6.1 But time is no longer occupied by Abolitionists in meeting the ministers in this way. 6.2 The labours of these few pioneers have been sufficient to awake the nation to the consideration of this subject, and there is a response in the hearts of those who have not been blinded by their sectarian prejudices, by the tradition they have received, or by the god of this world which blinds the eyes of them that believe not. 6.3 These have heard the truth, and having received it, gladly have come forward; and in their inmost heart there is a response to the truth as it was once uttered by a speaker of the House of Assembly in Barbadoes: that "every man knows in his heart that slaveholding is wrong." 6.4 It was needed that some should first come forth thus armed and give their views to the people; and may not the pioneer in this cause of immediate abolition, who trod the winepress alone in the beginning of this work, say in the language of the Prophet, "with my staff I passed over this Jordan, and now I have become two bands." 6.5 Look around you over the country, and see whether he spoke in vain, when he declared that he would be heard. 6.6 Observe the progress in the labours of this reform, that both the pulpit and the press are enlisted to some extent in behalf of the suffering and the dumb. 6.7 Also, as has been already remarked in the legislative halls of the land, the National Assembly is engaged with it. 6.8 Scarcely a Legislature in the several States but discovers at every move on the great question of American Slavery, something cheering to the Abolitionist. 6.9 Even though the slaves are increasing in numbers, even though their territory is being enlarged at every circle, yet, when we look abroad and see what is now being done in other lands, when we see human freedom engaging the attention of the nations of the earth, we may take courage; and while we perceive how it is assailed in our own land, still we know how impossible it will be to separate it from the question of the freedom of the slave, in that it is inseparably connected with it in France, and is beginning to be so in other countries.
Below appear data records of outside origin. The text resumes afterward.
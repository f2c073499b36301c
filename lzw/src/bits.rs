//! Conversions between bytes, bits and unsigned integers.
//!
//! Bits are `bool`s, and are always ordered most significant first.

/// Iterator over the bits of a byte stream, see [bytes_to_bits].
#[derive(Debug, Clone)]
pub struct Bits<I> {
    bytes: I,
    byte: u8,
    remaining: u8,
}

impl<I> Iterator for Bits<I>
where
    I: Iterator<Item = u8>,
{
    type Item = bool;

    #[inline]
    fn next(&mut self) -> Option<Self::Item> {
        if self.remaining == 0 {
            self.byte = self.bytes.next()?;
            self.remaining = 8;
        }

        self.remaining -= 1;
        Some((self.byte >> self.remaining) & 1 == 1)
    }

    fn size_hint(&self) -> (usize, Option<usize>) {
        let (lower, upper) = self.bytes.size_hint();
        let remaining = self.remaining as usize;
        (
            lower.saturating_mul(8).saturating_add(remaining),
            upper.and_then(|upper| upper.checked_mul(8)?.checked_add(remaining)),
        )
    }
}

/// Breaks bytes into bits, 8 per byte, most significant bit first.
///
/// The iterator is lazy, so it is fine to use on an endless source.
///
/// ```
/// use lzw15::bits::bytes_to_bits;
///
/// let bits: Vec<u8> = bytes_to_bits([0x01, 0x30]).map(u8::from).collect();
/// assert_eq!(bits, [0, 0, 0, 0, 0, 0, 0, 1, 0, 0, 1, 1, 0, 0, 0, 0]);
/// ```
pub fn bytes_to_bits<I>(bytes: I) -> Bits<I::IntoIter>
where
    I: IntoIterator<Item = u8>,
{
    Bits {
        bytes: bytes.into_iter(),
        byte: 0,
        remaining: 0,
    }
}

/// Interprets bits as an unsigned integer, most significant bit first.
///
/// An empty sequence is 0. Only the last 32 bits are significant.
pub fn bits_to_int<I>(bits: I) -> u32
where
    I: IntoIterator<Item = bool>,
{
    bits.into_iter()
        .fold(0, |value, bit| (value << 1) | u32::from(bit))
}

/// Iterator over the bits of an integer, see [int_to_bits].
#[derive(Debug, Clone)]
pub struct IntBits {
    value: u32,
    remaining: u8,
}

impl Iterator for IntBits {
    type Item = bool;

    #[inline]
    fn next(&mut self) -> Option<Self::Item> {
        if self.remaining == 0 {
            return None;
        }

        self.remaining -= 1;
        let bit = self
            .value
            .checked_shr(self.remaining as u32)
            .map_or(false, |shifted| shifted & 1 == 1);
        Some(bit)
    }

    fn size_hint(&self) -> (usize, Option<usize>) {
        let remaining = self.remaining as usize;
        (remaining, Some(remaining))
    }
}

impl ExactSizeIterator for IntBits {}

/// Produces `width` bits representing `value`, most significant bit first, padded with zeros
/// on the left.
///
/// The value is never truncated: if it needs more than `width` bits, all of its significant bits
/// are produced. Callers are expected to pick a wide enough `width`.
///
/// ```
/// use lzw15::bits::int_to_bits;
///
/// let bits: Vec<u8> = int_to_bits(304, 16).map(u8::from).collect();
/// assert_eq!(bits, [0, 0, 0, 0, 0, 0, 0, 1, 0, 0, 1, 1, 0, 0, 0, 0]);
/// ```
pub fn int_to_bits(value: u32, width: u8) -> IntBits {
    let significant = (u32::BITS - value.leading_zeros()) as u8;
    IntBits {
        value,
        remaining: width.max(significant),
    }
}

/// Iterator over the bytes packed from bits, see [bits_to_bytes].
#[derive(Debug, Clone)]
pub struct BitBytes<I> {
    bits: I,
}

impl<I> Iterator for BitBytes<I>
where
    I: Iterator<Item = bool>,
{
    type Item = u8;

    fn next(&mut self) -> Option<Self::Item> {
        let mut byte = u8::from(self.bits.next()?) << 7;
        for shift in (0..7).rev() {
            match self.bits.next() {
                Some(bit) => byte |= u8::from(bit) << shift,
                None => break,
            }
        }
        Some(byte)
    }
}

/// Packs bits into bytes, most significant bit first.
///
/// If the number of bits is not a multiple of 8, the low bits of the last byte are zeros. Note
/// that `bytes_to_bits(bits_to_bytes(bits))` will then be longer than `bits`.
///
/// ```
/// use lzw15::bits::bits_to_bytes;
///
/// let bits = [false, false, false, false, false, false, false, false, true];
/// let bytes: Vec<u8> = bits_to_bytes(bits).collect();
/// assert_eq!(bytes, [0x00, 0x80]);
/// ```
pub fn bits_to_bytes<I>(bits: I) -> BitBytes<I::IntoIter>
where
    I: IntoIterator<Item = bool>,
{
    BitBytes {
        bits: bits.into_iter(),
    }
}

#[cfg(test)]
mod tests {
    use super::*;

    fn bits(values: &[u8]) -> Vec<bool> {
        values.iter().map(|&value| value == 1).collect()
    }

    #[test]
    fn bytes_to_bits_msb_first() {
        let output: Vec<bool> = bytes_to_bits([0x01, 0x30]).collect();

        assert_eq!(
            output,
            bits(&[0, 0, 0, 0, 0, 0, 0, 1, 0, 0, 1, 1, 0, 0, 0, 0])
        );
    }

    #[test]
    fn bytes_to_bits_is_lazy() {
        let output: Vec<bool> = bytes_to_bits(std::iter::repeat(0xA5)).take(12).collect();

        assert_eq!(output, bits(&[1, 0, 1, 0, 0, 1, 0, 1, 1, 0, 1, 0]));
    }

    #[test]
    fn bytes_to_bits_empty() {
        assert_eq!(bytes_to_bits(std::iter::empty()).count(), 0);
    }

    #[test]
    fn bits_to_int_304() {
        assert_eq!(bits_to_int(bits(&[1, 0, 0, 1, 1, 0, 0, 0, 0])), 304);
    }

    #[test]
    fn bits_to_int_empty_is_zero() {
        assert_eq!(bits_to_int(std::iter::empty()), 0);
    }

    #[test]
    fn int_to_bits_pads_left() {
        let output: Vec<bool> = int_to_bits(304, 16).collect();

        assert_eq!(
            output,
            bits(&[0, 0, 0, 0, 0, 0, 0, 1, 0, 0, 1, 1, 0, 0, 0, 0])
        );
    }

    #[test]
    fn int_to_bits_does_not_truncate() {
        let output: Vec<bool> = int_to_bits(304, 4).collect();

        assert_eq!(output, bits(&[1, 0, 0, 1, 1, 0, 0, 0, 0]));
    }

    #[test]
    fn int_to_bits_zero() {
        assert_eq!(int_to_bits(0, 0).count(), 0);
        assert_eq!(int_to_bits(0, 9).len(), 9);
    }

    #[test]
    fn int_to_bits_wider_than_u32() {
        let output: Vec<bool> = int_to_bits(1, 40).collect();

        assert_eq!(output.len(), 40);
        assert!(output[..39].iter().all(|&bit| !bit));
        assert!(output[39]);
    }

    #[test]
    fn bits_to_bytes_pads_last_byte() {
        let output: Vec<u8> = bits_to_bytes(bits(&[0, 0, 0, 0, 0, 0, 0, 0, 1])).collect();

        assert_eq!(output, [0x00, 0x80]);
    }

    #[test]
    fn bits_to_bytes_whole_bytes() {
        let output: Vec<u8> =
            bits_to_bytes(bits(&[0, 0, 0, 0, 0, 0, 0, 1, 0, 0, 1, 1, 0, 0, 0, 0])).collect();

        assert_eq!(output, [0x01, 0x30]);
    }

    #[test]
    fn codepoint_through_bits() {
        let packed: Vec<u8> = bits_to_bytes(int_to_bits(257, 9)).collect();
        let unpacked = bits_to_int(bytes_to_bits(packed).take(9));

        assert_eq!(unpacked, 257);
    }
}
7.1 Have we not evidence of progress even in our own country on this subject? 7.2 A large public meeting was called the other day to hail the events of France. 7.3 Mark the difference in this from former meetings. 7.4 Why it was scarcely ten years since Pennsylvania Hall was burned by a mob, because the liberty of the coloured man was advocated by white and coloured people intermingled. 7.5 What are now the facts with regard to this large meeting in the great public square in the same city? 7.6 Not only were the movements in regard to Freedom in the French colonies hailed by the white people present, but the coloured people also came forward and were helped onward; they had their stand also: and was it confined to themselves alone? 7.7 No, it was an amalgamation meeting! 7.8 Was it by privilege, as women sometimes have the privilege to hold a kind of play meeting? 7.9 No, the white people of that large gathering left their own speakers, to go among the coloured crowd, and hear their speaker. 7.10 Look also at the condition of the coloured people in respect to the ridicule which was once heaped upon them. 7.11 Who are they now who ridicule us, because coloured people are mingled in this meeting? 7.12 It is those whose ridicule is the scorn of the intelligent and wise of the nation. 7.13 Now we find the coloured people coming forth in intelligence, in moral worth, with increasing self-respect, and are respected by their white brothers; we see them stand side by side with those who have thus cruelly treated, oppressed, and trodden them down.
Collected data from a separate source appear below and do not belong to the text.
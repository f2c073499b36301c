//! Packs codepoints into variable width bit fields.
//!
//! The packer knows very little about LZW: it only reacts to `END_OF_INFO_CODE`, `BUMP_CODE` and
//! `CLEAR_CODE`. The width of the codepoints is never computed from the codebook, it starts at
//! 9 bits and grows by one after each `BUMP_CODE`.
//!
//! # Contract with the encoder
//!
//! This only works because the producer of the codepoints grows its codebook by exactly one entry
//! per non control codepoint, and emits a `BUMP_CODE` as soon as its codebook reaches
//! `2.pow(width)` entries. Any other growth rate makes the packer write codes too narrow, which
//! the unpacker would then read as garbage. The [crate::encoder::Encoder] follows this rule, and
//! the [crate::unpacker::BitUnpacker] mirrors the packer.

use std::fmt::Display;

use crate::{BUMP_CODE, CLEAR_CODE, END_OF_INFO_CODE, MAX_CODE, MIN_WIDTH};

/// Codepoints are `u16`, no width above this one is ever needed.
pub const MAX_CODEPOINT_WIDTH: u8 = 16;

/// The error type for packing operations.
#[derive(Debug, Clone, PartialEq, Eq)]
pub enum PackingError {
    /// A codepoint needing more bits than the current width: the producer of the codepoints
    /// did not send `BUMP_CODE` in time.
    CodepointTooWide { codepoint: u16, width: u8 },
}

impl Display for PackingError {
    fn fmt(&self, f: &mut std::fmt::Formatter<'_>) -> std::fmt::Result {
        match self {
            PackingError::CodepointTooWide { codepoint, width } => f.write_fmt(format_args!(
                "Codepoint {codepoint} does not fit in {width} bits."
            )),
        }
    }
}

impl std::error::Error for PackingError {}

/// Translates a stream of codepoints into a stream of bytes, for the [crate::unpacker::BitUnpacker].
///
/// Codepoints are written most significant bit first.
pub struct BitPacker {
    initial_code_size: usize,
}

impl BitPacker {
    /// Takes the size of the codebook at the start of a block, so after a reset.
    pub fn new(initial_code_size: usize) -> Self {
        Self { initial_code_size }
    }

    /// Returns an iterator over the packed bytes.
    ///
    /// Each codepoint is written with the current width. `END_OF_INFO_CODE` is followed by
    /// padding up to the next byte boundary, and resets the width, like `CLEAR_CODE`.
    /// `BUMP_CODE` is still written with the old width, the following codepoints are one bit wider.
    ///
    /// # Errors
    ///
    /// A codepoint that does not fit in the current width means that the producer of the
    /// codepoints broke the contract described in the [module documentation](self). Packing
    /// stops there, without writing the pending bits, and the error is kept in
    /// [Packed::error].
    ///
    /// ```
    /// use lzw15::packer::BitPacker;
    ///
    /// let packer = BitPacker::new(258);
    /// let packed: Vec<u8> = packer.pack([1, 257]).collect();
    ///
    /// assert_eq!(packed, [0x00, 0xC0, 0x40]);
    /// ```
    pub fn pack<I>(&self, codepoints: I) -> Packed<I::IntoIter>
    where
        I: IntoIterator<Item = u16>,
    {
        Packed {
            codepoints: codepoints.into_iter(),
            initial_code_size: self.initial_code_size,
            code_size: self.initial_code_size,
            first_in_block: true,
            width: MIN_WIDTH,
            cursor: 0,
            byte_buffer: 0,
            finished: false,
            error: None,
        }
    }
}

/// Iterator over packed bytes, see [BitPacker::pack].
pub struct Packed<I> {
    codepoints: I,
    initial_code_size: usize,
    code_size: usize,
    first_in_block: bool,
    width: u8,
    cursor: u8,
    byte_buffer: u32,
    finished: bool,
    error: Option<PackingError>,
}

impl<I> Packed<I> {
    /// Width of the next codepoint.
    pub fn width(&self) -> u8 {
        self.width
    }

    /// Size of the codebook of the consumer: the initial size, plus one for each data codepoint
    /// since the last reset, except the first one of the block. Control codes add nothing.
    ///
    /// [crate::unpacker::Unpacked::code_size] counts the same way.
    pub fn code_size(&self) -> usize {
        self.code_size
    }

    /// The error that stopped packing, if any.
    pub fn error(&self) -> Option<&PackingError> {
        self.error.as_ref()
    }

    /// Returns the error that stopped packing, if any.
    pub fn into_result(self) -> Result<(), PackingError> {
        match self.error {
            Some(error) => Err(error),
            None => Ok(()),
        }
    }

    #[inline]
    fn write(&mut self, data: u16) {
        let amount = self.width;
        debug_assert!((data as u32) >> amount == 0);

        // At most 7 pending bits plus 16 new ones, it always fits.
        let shift = 32 - amount - self.cursor;
        self.byte_buffer |= (data as u32) << shift;
        self.cursor += amount;
    }

    #[inline]
    fn fill(&mut self) {
        self.cursor = (self.cursor + 7) / 8 * 8;
    }

    #[inline]
    fn take_byte(&mut self) -> u8 {
        let byte = (self.byte_buffer >> 24) as u8;
        self.byte_buffer <<= 8;
        self.cursor = self.cursor.saturating_sub(8);
        byte
    }

    fn reset(&mut self) {
        self.width = MIN_WIDTH;
        self.code_size = self.initial_code_size;
        self.first_in_block = true;
    }

    fn track(&mut self, codepoint: u16) {
        match codepoint {
            END_OF_INFO_CODE => {
                self.fill();
                self.reset();
            }
            CLEAR_CODE => self.reset(),
            BUMP_CODE => {
                if self.width < MAX_CODEPOINT_WIDTH {
                    self.width += 1;
                } else {
                    log::warn!("Ignoring bump past {} bits", MAX_CODEPOINT_WIDTH);
                }
            }
            _ => {
                // The first word of a block does not add anything to the codebook.
                if self.first_in_block {
                    self.first_in_block = false;
                } else {
                    self.code_size += 1;
                    if self.code_size == MAX_CODE + 2 {
                        log::warn!(
                            "Codebook of the consumer past {} entries, check the encoder",
                            MAX_CODE + 1
                        );
                    }
                }
            }
        }
    }
}

impl<I> Iterator for Packed<I>
where
    I: Iterator<Item = u16>,
{
    type Item = u8;

    fn next(&mut self) -> Option<Self::Item> {
        if self.error.is_some() {
            return None;
        }

        loop {
            if self.cursor >= 8 {
                return Some(self.take_byte());
            }
            if self.finished {
                return if self.cursor > 0 {
                    Some(self.take_byte())
                } else {
                    None
                };
            }

            match self.codepoints.next() {
                Some(codepoint) if (codepoint as u32) >> self.width != 0 => {
                    let error = PackingError::CodepointTooWide {
                        codepoint,
                        width: self.width,
                    };
                    log::error!("{error}");
                    self.error = Some(error);
                    return None;
                }
                Some(codepoint) => {
                    self.write(codepoint);
                    self.track(codepoint);
                }
                None => self.finished = true,
            }
        }
    }
}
8.1 These, then, are the evidences of progress. 8.2 Let the Abolitionist, who should be as the Jesus of the present age on the Mount Zion of Freedom, continue to say: "Ye have heard that it was said by them of old, thou shalt treat thy slaves kindly, thou shalt prepare them for freedom at a future day; but I say unto you hold no slaves at all, proclaim liberty now throughout the land to all the inhabitants thereof." 8.3 Let this be the loud sounding jubilee that shall be uttered. 8.4 Let us no longer be blinded by the dim theology that only in the far seeing vision discovers a millenium, when violence shall no more be heard in the land—wasting nor destruction in her borders; but let us behold it now, nigh at the door—lending faith and confidence to our hopes, assuring us that even we ourselves shall be instrumental in proclaiming liberty to the captive. 8.5 But let there be increasing activity on the part [of] Abolitionists; they must not cease their labours and fold their hands, thinking their work done, because they have effected so much: they must not be satisfied with coming to these anniversary meetings, they must continue to work at home. 8.6 It is the righteous that holds on his way, it is those who are faithful to the light that obtain more light; "he that is faithful in a little, shall be made ruler over more." 8.7 "But if the light that is in you be darkness, how great is that darkness." 8.8 Have we not some apostates in the cause, who give evidence of the truth of this? 8.9 Are there not some of whom it may be said, "it were better they had never known the way of righteousness, than that they should have turned from the commandments delivered unto them?"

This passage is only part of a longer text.